DATASET EXCERPTS
//! Ordered map generic over element allocators.
//!
//! [`TreeMap`] keeps its entries in a balanced binary search tree (an AA
//! tree) and, like `humble_list::ForwardList`, is a plain
//! client of the [`ElementAllocator`](humble_core::ElementAllocator)
//! contract. Each entry lives in one [`TreeNode`] obtained with
//! `allocate(1)`, so a [`HumbleAllocator`](humble_arena::HumbleAllocator)
//! with capacity `N` holds at most `N` entries over its lifetime.
//!
//! Replacing the value of an existing key never allocates.

#![deny(missing_docs)]
#![deny(rustdoc::broken_intra_doc_links)]
#![deny(unsafe_code)]

pub mod iter;
pub mod map;

pub use iter::{IntoIter, Iter, IterMut, Keys, Values};
pub use map::{TreeMap, TreeNode};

WHAT THE EXERCISE ASKS
The data above should be duplicated exactly and completely.

RESPONSE FOR THIS EXERCISE
//! Ordered map generic over element allocators.
//!
//! [`TreeMap`] keeps its entries in a balanced binary search tree (an AA
//! tree) and, like `humble_list::ForwardList`, is a plain
//! client of the [`ElementAllocator`](humble_core::ElementAllocator)
//! contract. Each entry lives in one [`TreeNode`] obtained with
//! `allocate(1)`, so a [`HumbleAllocator`](humble_arena::HumbleAllocator)
//! with capacity `N` holds at most `N` entries over its lifetime.
//!
//! Replacing the value of an existing key never allocates.

#![deny(missing_docs)]
#![deny(rustdoc::broken_intra_doc_links)]
#![deny(unsafe_code)]

pub mod iter;
pub mod map;

pub use iter::{IntoIter, Iter, IterMut, Keys, Values};
pub use map::{TreeMap, TreeNode};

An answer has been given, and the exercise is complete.